* _REQUIRED ACTION_
Go through the records below line by line. Count the lines with "secs" and give the count alone.
++++++++++
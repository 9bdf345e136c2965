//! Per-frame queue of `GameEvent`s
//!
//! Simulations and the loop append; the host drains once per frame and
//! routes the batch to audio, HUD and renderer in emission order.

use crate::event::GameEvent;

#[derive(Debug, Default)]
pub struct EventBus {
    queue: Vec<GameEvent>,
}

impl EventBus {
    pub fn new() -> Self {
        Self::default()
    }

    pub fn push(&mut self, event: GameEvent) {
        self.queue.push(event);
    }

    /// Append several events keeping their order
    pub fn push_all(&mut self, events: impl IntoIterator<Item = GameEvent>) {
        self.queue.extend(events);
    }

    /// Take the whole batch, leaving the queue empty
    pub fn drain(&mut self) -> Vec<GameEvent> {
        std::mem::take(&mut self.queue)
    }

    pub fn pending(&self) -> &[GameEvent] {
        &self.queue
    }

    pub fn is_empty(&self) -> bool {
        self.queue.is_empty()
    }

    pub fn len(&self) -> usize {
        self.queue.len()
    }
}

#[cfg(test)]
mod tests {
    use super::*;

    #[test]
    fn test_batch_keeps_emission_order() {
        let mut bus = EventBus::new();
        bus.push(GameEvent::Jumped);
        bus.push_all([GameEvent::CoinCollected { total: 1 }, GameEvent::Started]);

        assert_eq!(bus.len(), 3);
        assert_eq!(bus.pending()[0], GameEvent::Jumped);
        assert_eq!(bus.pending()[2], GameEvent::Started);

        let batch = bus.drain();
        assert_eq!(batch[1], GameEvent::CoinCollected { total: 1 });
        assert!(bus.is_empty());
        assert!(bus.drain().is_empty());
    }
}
++++++++++
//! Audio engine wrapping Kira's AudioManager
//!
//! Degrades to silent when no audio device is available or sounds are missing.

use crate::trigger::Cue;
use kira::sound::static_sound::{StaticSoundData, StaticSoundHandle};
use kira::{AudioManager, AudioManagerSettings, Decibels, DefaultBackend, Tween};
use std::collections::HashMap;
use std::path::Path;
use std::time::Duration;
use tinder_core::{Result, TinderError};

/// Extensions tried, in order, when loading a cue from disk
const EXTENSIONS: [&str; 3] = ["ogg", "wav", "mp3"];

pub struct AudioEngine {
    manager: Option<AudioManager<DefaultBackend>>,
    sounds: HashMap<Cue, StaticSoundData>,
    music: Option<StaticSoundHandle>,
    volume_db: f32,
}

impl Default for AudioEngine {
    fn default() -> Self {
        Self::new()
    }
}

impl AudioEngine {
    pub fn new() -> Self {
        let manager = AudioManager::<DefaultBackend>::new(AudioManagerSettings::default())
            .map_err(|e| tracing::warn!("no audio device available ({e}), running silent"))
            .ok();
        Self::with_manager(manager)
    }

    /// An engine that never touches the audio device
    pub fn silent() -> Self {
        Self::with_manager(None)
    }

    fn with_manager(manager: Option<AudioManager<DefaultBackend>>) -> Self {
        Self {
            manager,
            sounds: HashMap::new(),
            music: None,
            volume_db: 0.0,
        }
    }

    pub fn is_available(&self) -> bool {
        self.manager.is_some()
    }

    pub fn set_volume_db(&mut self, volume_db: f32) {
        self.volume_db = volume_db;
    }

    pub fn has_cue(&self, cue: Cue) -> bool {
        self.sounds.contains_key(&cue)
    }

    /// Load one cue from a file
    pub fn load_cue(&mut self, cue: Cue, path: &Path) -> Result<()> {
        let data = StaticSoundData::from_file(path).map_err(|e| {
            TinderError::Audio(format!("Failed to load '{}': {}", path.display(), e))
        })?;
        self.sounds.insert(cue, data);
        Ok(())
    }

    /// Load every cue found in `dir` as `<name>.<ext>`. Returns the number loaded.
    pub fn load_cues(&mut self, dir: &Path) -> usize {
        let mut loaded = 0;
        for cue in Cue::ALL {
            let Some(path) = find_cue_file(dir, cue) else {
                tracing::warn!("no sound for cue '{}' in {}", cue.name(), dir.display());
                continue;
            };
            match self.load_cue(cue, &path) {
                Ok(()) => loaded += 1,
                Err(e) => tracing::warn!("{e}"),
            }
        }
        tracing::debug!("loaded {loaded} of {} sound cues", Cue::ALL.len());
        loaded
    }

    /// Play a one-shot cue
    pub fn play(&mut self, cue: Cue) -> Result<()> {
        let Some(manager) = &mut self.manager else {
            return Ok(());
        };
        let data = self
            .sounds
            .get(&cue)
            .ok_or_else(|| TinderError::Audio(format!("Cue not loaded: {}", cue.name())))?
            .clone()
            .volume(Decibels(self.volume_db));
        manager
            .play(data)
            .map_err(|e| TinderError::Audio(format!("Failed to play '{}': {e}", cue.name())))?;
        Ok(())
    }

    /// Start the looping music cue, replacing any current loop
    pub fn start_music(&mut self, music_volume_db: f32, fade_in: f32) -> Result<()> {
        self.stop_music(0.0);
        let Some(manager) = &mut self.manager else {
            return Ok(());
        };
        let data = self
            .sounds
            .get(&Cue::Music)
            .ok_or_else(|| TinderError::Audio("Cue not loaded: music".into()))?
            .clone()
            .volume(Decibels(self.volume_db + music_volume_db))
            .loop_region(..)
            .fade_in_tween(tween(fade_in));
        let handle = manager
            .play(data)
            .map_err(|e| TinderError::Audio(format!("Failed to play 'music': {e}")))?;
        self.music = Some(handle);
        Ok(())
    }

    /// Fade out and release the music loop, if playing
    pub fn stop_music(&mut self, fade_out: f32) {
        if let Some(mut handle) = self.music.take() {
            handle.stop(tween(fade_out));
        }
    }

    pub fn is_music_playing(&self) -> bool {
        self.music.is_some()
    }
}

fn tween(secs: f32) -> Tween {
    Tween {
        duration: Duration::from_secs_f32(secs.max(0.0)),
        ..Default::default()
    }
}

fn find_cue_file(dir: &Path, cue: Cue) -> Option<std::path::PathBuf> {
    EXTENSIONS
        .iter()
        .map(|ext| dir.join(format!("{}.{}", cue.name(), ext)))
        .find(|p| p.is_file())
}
++++++++++
* _RESPONSE TO THE TASK_
2